Discover Saint Jerome in the Wilderness

Margaux Jouault
Publié le 4 January 2023
Discover Saint Jerome in the Wilderness

When Leonardo da Vinci is mentioned, one immediately thinks of the Mona Lisa or the Last Supper… Too well known? We agree! Today Museum TV invites you to take a look at a little-known work by the Italian master: Saint Jerome in the Wilderness painted around 1483.

Saint Jerome in the Wilderness : Suffering in the spotlight

The first thing to know about this painting is that it is unfinished. Owned by the Vatican, Saint Jerome in the Wilderness was never completed by the Italian master.

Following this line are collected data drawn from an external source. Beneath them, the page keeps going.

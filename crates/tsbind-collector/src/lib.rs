//! Declaration collection: turns a type checker's view of a set of `.d.ts`
//! files into the tsbind [`Program`](tsbind_core::Program)

pub mod classify;
pub mod collector;
pub mod config;
pub mod diagnostics;
pub mod error;
pub mod oracle;
pub mod snapshot;

pub use classify::{classify, PrimitiveKind};
pub use collector::{Collection, Collector};
pub use config::{CollectorConfig, ExpansionPolicy, UnionPolicy, SUPERCLASS_LIMIT};
pub use diagnostics::{Diagnostic, DiagnosticCategory, Severity};
pub use error::{CollectError, ConfigError};
pub use oracle::{module_key, Declaration, Signature, SymbolFlags, SymbolId, TypeFlags, TypeId, TypeOracle};
pub use snapshot::{DeclarationSnapshot, SnapshotBuilder, SnapshotOracle};

/// Collect everything reachable from the configured entry files
pub fn collect<O: TypeOracle + ?Sized>(
    oracle: &O,
    config: &CollectorConfig,
) -> Result<Collection, CollectError> {
    Collector::new(oracle, config).collect()
}
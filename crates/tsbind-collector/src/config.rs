//! Collector configuration, loaded from TOML
//!
//! ```toml
//! entry_files = ["pixi.js.d.ts"]
//! expansion = "entry-files"
//! unions = "strip-nullable"
//!
//! [known_types]
//! Date = "any"
//! "\"events\".EventEmitter" = "any"
//! ```

use std::collections::BTreeMap;
use std::fs;
use std::path::Path;

use serde::{Deserialize, Serialize};
use tracing::debug;

use crate::classify::PrimitiveKind;
use crate::error::ConfigError;

/// At most this many base classes are honoured per class; the rest are
/// reported and dropped
pub const SUPERCLASS_LIMIT: usize = 1;

/// Which declarations become first-class classes and interfaces
#[derive(Debug, Clone, Copy, PartialEq, Eq, Default, Serialize, Deserialize)]
#[serde(rename_all = "kebab-case")]
pub enum ExpansionPolicy {
    /// Only declarations living in an entry file
    #[default]
    EntryFiles,
    /// Every declaration the checker knows about
    AllDeclared,
}

/// How a union whose branches disagree is collapsed
#[derive(Debug, Clone, Copy, PartialEq, Eq, Default, Serialize, Deserialize)]
#[serde(rename_all = "kebab-case")]
pub enum UnionPolicy {
    /// `undefined` and `null` branches are dropped first. If the rest agree the
    /// union is optional of that type; if nothing is left it is `undefined`
    #[default]
    StripNullable,
    /// Any disagreement degrades to `Unknown`
    Strict,
}

#[derive(Debug, Clone, PartialEq, Eq, Serialize, Deserialize)]
pub struct CollectorConfig {
    /// Declaration files whose exports seed the collection
    pub entry_files: Vec<String>,

    #[serde(default)]
    pub expansion: ExpansionPolicy,

    #[serde(default)]
    pub unions: UnionPolicy,

    /// External types mapped to a primitive by qualified name
    #[serde(default)]
    pub known_types: BTreeMap<String, PrimitiveKind>,
}

impl CollectorConfig {
    pub fn new<S: Into<String>>(entry_files: impl IntoIterator<Item = S>) -> Self {
        Self {
            entry_files: entry_files.into_iter().map(Into::into).collect(),
            expansion: ExpansionPolicy::default(),
            unions: UnionPolicy::default(),
            known_types: BTreeMap::new(),
        }
    }

    pub fn with_expansion(mut self, expansion: ExpansionPolicy) -> Self {
        self.expansion = expansion;
        self
    }

    pub fn with_union_policy(mut self, unions: UnionPolicy) -> Self {
        self.unions = unions;
        self
    }

    pub fn with_known_type(mut self, qualified_name: impl Into<String>, kind: PrimitiveKind) -> Self {
        self.known_types.insert(qualified_name.into(), kind);
        self
    }

    /// Load and validate a config file
    pub fn load(path: &Path) -> Result<Self, ConfigError> {
        let content = fs::read_to_string(path).map_err(|source| ConfigError::Io {
            path: path.to_path_buf(),
            source,
        })?;
        debug!("CollectorConfig: loaded {}", path.display());
        Self::from_toml_str(&content)
    }

    pub fn from_toml_str(content: &str) -> Result<Self, ConfigError> {
        let config: Self = toml::from_str(content)?;
        config.validate()?;
        Ok(config)
    }

    pub fn validate(&self) -> Result<(), ConfigError> {
        if self.entry_files.is_empty() {
            return Err(ConfigError::NoEntryFiles);
        }
        if let Some(idx) = self.entry_files.iter().position(|f| f.trim().is_empty()) {
            return Err(ConfigError::EmptyEntryFile(idx));
        }
        Ok(())
    }
}
mod auth_test;
mod helpers;
mod menu_test;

In biblical representation, Saint Jerome is often depicted in the garb of a cardinal studying the Bible. However, Leonardo da Vinci decided to represent the Saint in the midst of penitence in the desert. Suffering is omnipresent on his body and on his face. Saint Jerome strikes his chest with a stone. This representation of suffering is certainly linked to the Saint's desire to get closer to the suffering of the Christ.

The work is of great interest to historians because it provides us with elements of understanding of Leonardo da Vinci's way of painting! Notably with the use of a finger painting technique, the sfumato.

Finally, the foreground features a lion, which St. Jerome was supposed to have healed from a wound and which has become a sort of attribute of his.

Thus, Leonardo da Vinci once again signs a work rich in history and biblical meanings typical of the Italian Renaissance!